#### Extracted information:
*** Block opens ***

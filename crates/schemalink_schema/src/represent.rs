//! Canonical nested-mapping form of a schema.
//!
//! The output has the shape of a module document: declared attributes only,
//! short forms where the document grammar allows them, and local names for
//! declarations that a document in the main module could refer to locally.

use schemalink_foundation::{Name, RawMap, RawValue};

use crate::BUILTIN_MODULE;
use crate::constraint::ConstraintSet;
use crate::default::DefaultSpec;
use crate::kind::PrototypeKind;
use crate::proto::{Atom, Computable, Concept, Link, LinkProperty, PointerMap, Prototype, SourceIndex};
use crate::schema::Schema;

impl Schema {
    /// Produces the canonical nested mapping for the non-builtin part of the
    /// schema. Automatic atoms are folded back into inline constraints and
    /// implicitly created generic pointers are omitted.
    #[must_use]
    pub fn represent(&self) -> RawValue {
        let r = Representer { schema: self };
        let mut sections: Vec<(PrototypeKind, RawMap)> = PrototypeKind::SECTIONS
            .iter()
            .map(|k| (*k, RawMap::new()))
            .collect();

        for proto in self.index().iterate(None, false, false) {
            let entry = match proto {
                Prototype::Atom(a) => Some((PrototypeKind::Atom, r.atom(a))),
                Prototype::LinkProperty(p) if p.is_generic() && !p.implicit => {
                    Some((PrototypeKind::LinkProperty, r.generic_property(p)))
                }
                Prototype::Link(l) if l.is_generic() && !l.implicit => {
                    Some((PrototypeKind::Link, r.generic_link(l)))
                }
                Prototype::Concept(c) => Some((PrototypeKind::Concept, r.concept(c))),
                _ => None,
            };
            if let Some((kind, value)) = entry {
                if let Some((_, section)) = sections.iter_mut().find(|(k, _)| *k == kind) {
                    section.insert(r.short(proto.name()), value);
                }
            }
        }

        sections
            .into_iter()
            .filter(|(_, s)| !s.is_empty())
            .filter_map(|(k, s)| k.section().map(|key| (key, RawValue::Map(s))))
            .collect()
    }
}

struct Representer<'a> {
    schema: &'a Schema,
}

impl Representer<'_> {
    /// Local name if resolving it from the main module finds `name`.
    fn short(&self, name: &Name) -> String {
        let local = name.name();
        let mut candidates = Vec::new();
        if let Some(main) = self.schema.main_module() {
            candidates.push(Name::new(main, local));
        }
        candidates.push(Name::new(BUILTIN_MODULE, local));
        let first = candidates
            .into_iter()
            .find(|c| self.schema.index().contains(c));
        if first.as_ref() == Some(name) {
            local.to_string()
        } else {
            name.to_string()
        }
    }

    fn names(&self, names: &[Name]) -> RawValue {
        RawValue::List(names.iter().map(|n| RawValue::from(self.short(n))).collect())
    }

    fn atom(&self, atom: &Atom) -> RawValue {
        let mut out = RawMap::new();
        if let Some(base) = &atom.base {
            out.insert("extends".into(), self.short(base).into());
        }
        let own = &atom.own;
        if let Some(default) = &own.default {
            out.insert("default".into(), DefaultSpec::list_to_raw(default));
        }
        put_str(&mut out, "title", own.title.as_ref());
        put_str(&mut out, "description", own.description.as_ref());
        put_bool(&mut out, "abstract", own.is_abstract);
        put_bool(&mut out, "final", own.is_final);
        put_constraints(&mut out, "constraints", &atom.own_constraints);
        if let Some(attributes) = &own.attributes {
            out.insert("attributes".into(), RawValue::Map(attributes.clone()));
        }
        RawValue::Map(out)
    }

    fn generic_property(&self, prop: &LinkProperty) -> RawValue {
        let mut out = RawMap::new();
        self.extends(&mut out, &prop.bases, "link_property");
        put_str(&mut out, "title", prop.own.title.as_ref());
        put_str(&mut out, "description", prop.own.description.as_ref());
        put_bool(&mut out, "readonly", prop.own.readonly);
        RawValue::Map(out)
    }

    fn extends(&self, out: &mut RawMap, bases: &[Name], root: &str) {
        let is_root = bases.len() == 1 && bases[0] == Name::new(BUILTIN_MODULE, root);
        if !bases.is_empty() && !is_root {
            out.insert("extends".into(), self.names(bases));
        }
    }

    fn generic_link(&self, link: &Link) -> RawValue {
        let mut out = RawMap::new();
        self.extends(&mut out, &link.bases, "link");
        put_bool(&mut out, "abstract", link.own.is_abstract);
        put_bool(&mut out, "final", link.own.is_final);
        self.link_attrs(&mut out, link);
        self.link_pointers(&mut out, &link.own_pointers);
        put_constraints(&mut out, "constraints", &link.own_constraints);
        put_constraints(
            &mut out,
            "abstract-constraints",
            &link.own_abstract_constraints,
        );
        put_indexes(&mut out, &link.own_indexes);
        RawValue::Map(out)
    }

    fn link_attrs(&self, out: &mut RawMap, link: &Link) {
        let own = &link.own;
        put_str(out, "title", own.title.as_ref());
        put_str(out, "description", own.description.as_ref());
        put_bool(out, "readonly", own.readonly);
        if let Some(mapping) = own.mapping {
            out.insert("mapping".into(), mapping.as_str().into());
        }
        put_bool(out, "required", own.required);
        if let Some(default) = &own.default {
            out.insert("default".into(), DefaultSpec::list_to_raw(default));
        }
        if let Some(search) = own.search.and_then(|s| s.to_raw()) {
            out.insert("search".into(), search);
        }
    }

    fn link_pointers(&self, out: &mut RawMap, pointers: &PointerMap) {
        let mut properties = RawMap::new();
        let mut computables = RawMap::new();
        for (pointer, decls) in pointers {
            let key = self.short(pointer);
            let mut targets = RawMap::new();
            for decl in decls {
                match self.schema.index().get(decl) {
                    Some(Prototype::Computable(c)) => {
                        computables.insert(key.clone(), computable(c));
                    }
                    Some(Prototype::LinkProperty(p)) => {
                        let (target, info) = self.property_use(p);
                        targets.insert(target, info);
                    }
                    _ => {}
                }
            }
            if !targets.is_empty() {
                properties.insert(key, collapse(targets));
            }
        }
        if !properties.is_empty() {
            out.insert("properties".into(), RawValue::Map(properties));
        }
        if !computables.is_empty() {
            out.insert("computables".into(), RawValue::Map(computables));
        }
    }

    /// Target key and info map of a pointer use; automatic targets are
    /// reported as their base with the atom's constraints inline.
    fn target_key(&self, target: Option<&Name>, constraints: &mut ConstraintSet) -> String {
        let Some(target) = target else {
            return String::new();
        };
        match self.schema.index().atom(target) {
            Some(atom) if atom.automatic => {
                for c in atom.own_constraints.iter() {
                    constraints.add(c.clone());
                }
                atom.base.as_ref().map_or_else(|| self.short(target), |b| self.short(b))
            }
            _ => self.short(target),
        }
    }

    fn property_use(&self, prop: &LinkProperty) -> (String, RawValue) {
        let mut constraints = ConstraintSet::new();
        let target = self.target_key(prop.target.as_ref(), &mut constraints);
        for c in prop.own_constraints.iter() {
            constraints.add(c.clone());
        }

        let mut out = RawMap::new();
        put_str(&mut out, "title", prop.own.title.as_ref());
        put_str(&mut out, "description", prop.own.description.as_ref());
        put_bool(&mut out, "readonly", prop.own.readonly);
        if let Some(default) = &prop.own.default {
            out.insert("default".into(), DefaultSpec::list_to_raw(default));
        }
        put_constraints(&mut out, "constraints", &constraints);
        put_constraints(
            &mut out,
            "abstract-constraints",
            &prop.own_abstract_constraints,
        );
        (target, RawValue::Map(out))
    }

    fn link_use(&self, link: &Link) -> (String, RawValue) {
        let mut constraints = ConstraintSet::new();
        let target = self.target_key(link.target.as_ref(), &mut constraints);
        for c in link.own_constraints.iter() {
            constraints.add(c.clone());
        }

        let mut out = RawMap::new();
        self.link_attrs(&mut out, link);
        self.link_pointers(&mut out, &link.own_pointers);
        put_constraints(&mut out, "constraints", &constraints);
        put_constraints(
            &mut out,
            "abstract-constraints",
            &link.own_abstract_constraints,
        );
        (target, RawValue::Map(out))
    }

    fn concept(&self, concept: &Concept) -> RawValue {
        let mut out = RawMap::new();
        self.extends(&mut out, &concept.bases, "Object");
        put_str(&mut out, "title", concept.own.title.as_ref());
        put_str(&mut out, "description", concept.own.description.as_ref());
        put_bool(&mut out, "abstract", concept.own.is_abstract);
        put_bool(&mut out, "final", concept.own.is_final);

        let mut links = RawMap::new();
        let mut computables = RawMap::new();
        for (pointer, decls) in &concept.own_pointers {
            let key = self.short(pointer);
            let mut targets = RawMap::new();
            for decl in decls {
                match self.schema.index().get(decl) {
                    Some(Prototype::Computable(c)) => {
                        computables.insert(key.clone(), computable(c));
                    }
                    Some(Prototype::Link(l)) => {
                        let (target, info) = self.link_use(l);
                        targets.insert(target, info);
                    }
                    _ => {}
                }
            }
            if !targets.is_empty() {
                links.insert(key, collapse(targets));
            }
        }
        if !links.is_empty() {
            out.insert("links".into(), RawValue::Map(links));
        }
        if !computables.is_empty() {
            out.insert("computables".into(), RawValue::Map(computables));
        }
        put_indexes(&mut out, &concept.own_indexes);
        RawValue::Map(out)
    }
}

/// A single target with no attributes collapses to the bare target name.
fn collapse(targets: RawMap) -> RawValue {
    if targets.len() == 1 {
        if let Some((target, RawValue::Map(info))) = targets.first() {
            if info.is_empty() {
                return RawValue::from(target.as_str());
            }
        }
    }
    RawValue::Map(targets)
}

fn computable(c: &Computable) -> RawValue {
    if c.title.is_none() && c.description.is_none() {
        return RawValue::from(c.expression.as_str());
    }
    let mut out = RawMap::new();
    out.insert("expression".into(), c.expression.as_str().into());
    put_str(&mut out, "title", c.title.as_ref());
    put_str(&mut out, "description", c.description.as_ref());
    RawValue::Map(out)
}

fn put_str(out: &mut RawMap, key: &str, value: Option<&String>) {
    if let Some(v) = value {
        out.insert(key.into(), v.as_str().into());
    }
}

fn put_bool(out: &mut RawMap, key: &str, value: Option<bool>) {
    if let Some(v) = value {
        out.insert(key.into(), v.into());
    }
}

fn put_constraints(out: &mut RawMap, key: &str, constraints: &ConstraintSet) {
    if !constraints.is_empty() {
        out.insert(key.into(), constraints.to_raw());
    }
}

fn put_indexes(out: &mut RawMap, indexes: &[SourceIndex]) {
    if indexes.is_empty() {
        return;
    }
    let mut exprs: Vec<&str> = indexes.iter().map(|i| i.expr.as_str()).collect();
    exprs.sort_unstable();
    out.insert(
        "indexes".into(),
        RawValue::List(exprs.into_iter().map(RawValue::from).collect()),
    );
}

*** Block closes ***

#### Exercise objective:
Using the listing above, pick out each line that contains the word "inline", then copy it.

#### Answer to this task:
    /// schema. Automatic atoms are folded back into inline constraints and
    /// reported as their base with the atom's constraints inline.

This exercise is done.